» Instructions to follow:
Exercise in exact copying. Transcribe every entry that follows, word for word.

☆ ☆ ☆ ☆ ☆ ☆ ☆

//! Line-oriented command protocol.
//!
//! One UTF-8 command per line in, one response line out. The verbatim
//! response strings below are the wire contract; the same command lines are
//! also what gets persisted to the log and streamed to replicas.

use std::fmt;
use thiserror::Error;

/// The four broker verbs. Verb matching is case-insensitive; the PUBLISH
/// payload is everything after the second space and may contain spaces.
#[derive(Debug, Clone, PartialEq, Eq)]
pub enum Command {
    Create { queue: String },
    Drop { queue: String },
    Publish { queue: String, message: String },
    Consume { queue: String },
}

/// Malformed or unknown input. Never touches state or the log.
#[derive(Debug, Error, PartialEq, Eq)]
pub enum ParseError {
    #[error("invalid command format")]
    InvalidFormat,

    #[error("publish requires a message")]
    MissingMessage,

    #[error("unknown command")]
    UnknownVerb,
}

impl Command {
    pub fn parse(line: &str) -> Result<Self, ParseError> {
        let line = line.trim();
        let mut parts = line.splitn(3, ' ');
        let verb = parts.next().unwrap_or("");
        let queue = match parts.next() {
            Some(q) if !q.is_empty() => q.to_string(),
            _ => return Err(ParseError::InvalidFormat),
        };
        let rest = parts.next();

        match verb.to_ascii_uppercase().as_str() {
            "CREATE" => Ok(Command::Create { queue }),
            "DROP" => Ok(Command::Drop { queue }),
            "CONSUME" => Ok(Command::Consume { queue }),
            "PUBLISH" => match rest {
                Some(message) if !message.is_empty() => Ok(Command::Publish {
                    queue,
                    message: message.to_string(),
                }),
                _ => Err(ParseError::MissingMessage),
            },
            "" => Err(ParseError::InvalidFormat),
            _ => Err(ParseError::UnknownVerb),
        }
    }
}

/// One response line per command, in request order.
#[derive(Debug, Clone, PartialEq, Eq)]
pub enum Response {
    QueueCreated,
    QueueDeleted,
    Published,
    Message(String),
    NoMessage,
    QueueExists,
    QueueMissing,
    InvalidFormat,
    MissingMessage,
    UnknownCommand,
}

impl From<ParseError> for Response {
    fn from(err: ParseError) -> Self {
        match err {
            ParseError::InvalidFormat => Response::InvalidFormat,
            ParseError::MissingMessage => Response::MissingMessage,
            ParseError::UnknownVerb => Response::UnknownCommand,
        }
    }
}

impl fmt::Display for Response {
    fn fmt(&self, f: &mut fmt::Formatter<'_>) -> fmt::Result {
        match self {
            Response::QueueCreated => write!(f, "OK: queue created"),
            Response::QueueDeleted => write!(f, "OK: queue deleted"),
            Response::Published => write!(f, "OK: message published"),
            Response::Message(payload) => write!(f, "MESSAGE: {}", payload),
            Response::NoMessage => write!(f, "NO_MESSAGE"),
            Response::QueueExists => write!(f, "ERROR: queue already exists"),
            Response::QueueMissing => write!(f, "ERROR: queue does not exist"),
            Response::InvalidFormat => write!(f, "ERROR: invalid command format"),
            Response::MissingMessage => write!(f, "ERROR: publish requires a message"),
            Response::UnknownCommand => write!(f, "ERROR: unknown command"),
        }
    }
}
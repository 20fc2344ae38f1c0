use crate::replication::{MasterReplicationConfig, ReplicaConfig};
use crate::sentinel::SentinelConfig;
use serde::{Deserialize, Serialize};
use std::fs;
use std::net::SocketAddr;
use std::path::{Path, PathBuf};

/// Node configuration, loaded from a YAML file. Every section has working
/// defaults so a partial file (or none at all) is enough to start a node;
/// the role subcommand in `main` decides which sections are used.
#[derive(Debug, Clone, Default, Serialize, Deserialize)]
#[serde(default)]
pub struct NodeConfig {
    pub logging: LoggingConfig,
    pub master: MasterConfig,
    pub replica: ReplicaNodeConfig,
    pub sentinel: SentinelConfig,
}

#[derive(Debug, Clone, Serialize, Deserialize)]
#[serde(default)]
pub struct LoggingConfig {
    pub level: String,
}

impl Default for LoggingConfig {
    fn default() -> Self {
        Self {
            level: "info".to_string(),
        }
    }
}

#[derive(Debug, Clone, Serialize, Deserialize)]
#[serde(default)]
pub struct MasterConfig {
    /// Client command port.
    pub client_address: SocketAddr,
    /// Write-ahead log file.
    pub log_path: PathBuf,
    pub replication: MasterReplicationConfig,
}

impl Default for MasterConfig {
    fn default() -> Self {
        Self {
            client_address: "0.0.0.0:9999".parse().unwrap(),
            log_path: PathBuf::from("linemq-master.log"),
            replication: MasterReplicationConfig::default(),
        }
    }
}

#[derive(Debug, Clone, Serialize, Deserialize)]
#[serde(default)]
pub struct ReplicaNodeConfig {
    /// Health endpoint the sentinel probes. Replicas bind no client command
    /// port, so they cannot be desynchronized by direct writes.
    pub health_address: SocketAddr,
    /// Replica-local log file; replayed at startup, never written by
    /// replication traffic.
    pub log_path: PathBuf,
    pub replication: ReplicaConfig,
}

impl Default for ReplicaNodeConfig {
    fn default() -> Self {
        Self {
            health_address: "0.0.0.0:9998".parse().unwrap(),
            log_path: PathBuf::from("linemq-replica.log"),
            replication: ReplicaConfig::default(),
        }
    }
}

impl NodeConfig {
    pub fn from_file(path: impl AsRef<Path>) -> anyhow::Result<Self> {
        let content = fs::read_to_string(path.as_ref())?;
        let config: NodeConfig = serde_yaml::from_str(&content)?;
        Ok(config)
    }
}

☆ ☆ ☆ ☆ ☆ ☆ ☆

» Solution for this task:
//! Line-oriented command protocol.
//!
//! One UTF-8 command per line in, one response line out. The verbatim
//! response strings below are the wire contract; the same command lines are
//! also what gets persisted to the log and streamed to replicas.

use std::fmt;
use thiserror::Error;

/// The four broker verbs. Verb matching is case-insensitive; the PUBLISH
/// payload is everything after the second space and may contain spaces.
#[derive(Debug, Clone, PartialEq, Eq)]
pub enum Command {
    Create { queue: String },
    Drop { queue: String },
    Publish { queue: String, message: String },
    Consume { queue: String },
}

/// Malformed or unknown input. Never touches state or the log.
#[derive(Debug, Error, PartialEq, Eq)]
pub enum ParseError {
    #[error("invalid command format")]
    InvalidFormat,

    #[error("publish requires a message")]
    MissingMessage,

    #[error("unknown command")]
    UnknownVerb,
}

impl Command {
    pub fn parse(line: &str) -> Result<Self, ParseError> {
        let line = line.trim();
        let mut parts = line.splitn(3, ' ');
        let verb = parts.next().unwrap_or("");
        let queue = match parts.next() {
            Some(q) if !q.is_empty() => q.to_string(),
            _ => return Err(ParseError::InvalidFormat),
        };
        let rest = parts.next();

        match verb.to_ascii_uppercase().as_str() {
            "CREATE" => Ok(Command::Create { queue }),
            "DROP" => Ok(Command::Drop { queue }),
            "CONSUME" => Ok(Command::Consume { queue }),
            "PUBLISH" => match rest {
                Some(message) if !message.is_empty() => Ok(Command::Publish {
                    queue,
                    message: message.to_string(),
                }),
                _ => Err(ParseError::MissingMessage),
            },
            "" => Err(ParseError::InvalidFormat),
            _ => Err(ParseError::UnknownVerb),
        }
    }
}

/// One response line per command, in request order.
#[derive(Debug, Clone, PartialEq, Eq)]
pub enum Response {
    QueueCreated,
    QueueDeleted,
    Published,
    Message(String),
    NoMessage,
    QueueExists,
    QueueMissing,
    InvalidFormat,
    MissingMessage,
    UnknownCommand,
}

impl From<ParseError> for Response {
    fn from(err: ParseError) -> Self {
        match err {
            ParseError::InvalidFormat => Response::InvalidFormat,
            ParseError::MissingMessage => Response::MissingMessage,
            ParseError::UnknownVerb => Response::UnknownCommand,
        }
    }
}

impl fmt::Display for Response {
    fn fmt(&self, f: &mut fmt::Formatter<'_>) -> fmt::Result {
        match self {
            Response::QueueCreated => write!(f, "OK: queue created"),
            Response::QueueDeleted => write!(f, "OK: queue deleted"),
            Response::Published => write!(f, "OK: message published"),
            Response::Message(payload) => write!(f, "MESSAGE: {}", payload),
            Response::NoMessage => write!(f, "NO_MESSAGE"),
            Response::QueueExists => write!(f, "ERROR: queue already exists"),
            Response::QueueMissing => write!(f, "ERROR: queue does not exist"),
            Response::InvalidFormat => write!(f, "ERROR: invalid command format"),
            Response::MissingMessage => write!(f, "ERROR: publish requires a message"),
            Response::UnknownCommand => write!(f, "ERROR: unknown command"),
        }
    }
}
repository 20fc2344ae38f1c0
use crate::replication::{MasterReplicationConfig, ReplicaConfig};
use crate::sentinel::SentinelConfig;
use serde::{Deserialize, Serialize};
use std::fs;
use std::net::SocketAddr;
use std::path::{Path, PathBuf};

/// Node configuration, loaded from a YAML file. Every section has working
/// defaults so a partial file (or none at all) is enough to start a node;
/// the role subcommand in `main` decides which sections are used.
#[derive(Debug, Clone, Default, Serialize, Deserialize)]
#[serde(default)]
pub struct NodeConfig {
    pub logging: LoggingConfig,
    pub master: MasterConfig,
    pub replica: ReplicaNodeConfig,
    pub sentinel: SentinelConfig,
}

#[derive(Debug, Clone, Serialize, Deserialize)]
#[serde(default)]
pub struct LoggingConfig {
    pub level: String,
}

impl Default for LoggingConfig {
    fn default() -> Self {
        Self {
            level: "info".to_string(),
        }
    }
}

#[derive(Debug, Clone, Serialize, Deserialize)]
#[serde(default)]
pub struct MasterConfig {
    /// Client command port.
    pub client_address: SocketAddr,
    /// Write-ahead log file.
    pub log_path: PathBuf,
    pub replication: MasterReplicationConfig,
}

impl Default for MasterConfig {
    fn default() -> Self {
        Self {
            client_address: "0.0.0.0:9999".parse().unwrap(),
            log_path: PathBuf::from("linemq-master.log"),
            replication: MasterReplicationConfig::default(),
        }
    }
}

#[derive(Debug, Clone, Serialize, Deserialize)]
#[serde(default)]
pub struct ReplicaNodeConfig {
    /// Health endpoint the sentinel probes. Replicas bind no client command
    /// port, so they cannot be desynchronized by direct writes.
    pub health_address: SocketAddr,
    /// Replica-local log file; replayed at startup, never written by
    /// replication traffic.
    pub log_path: PathBuf,
    pub replication: ReplicaConfig,
}

impl Default for ReplicaNodeConfig {
    fn default() -> Self {
        Self {
            health_address: "0.0.0.0:9998".parse().unwrap(),
            log_path: PathBuf::from("linemq-replica.log"),
            replication: ReplicaConfig::default(),
        }
    }
}

impl NodeConfig {
    pub fn from_file(path: impl AsRef<Path>) -> anyhow::Result<Self> {
        let content = fs::read_to_string(path.as_ref())?;
        let config: NodeConfig = serde_yaml::from_str(&content)?;
        Ok(config)
    }
}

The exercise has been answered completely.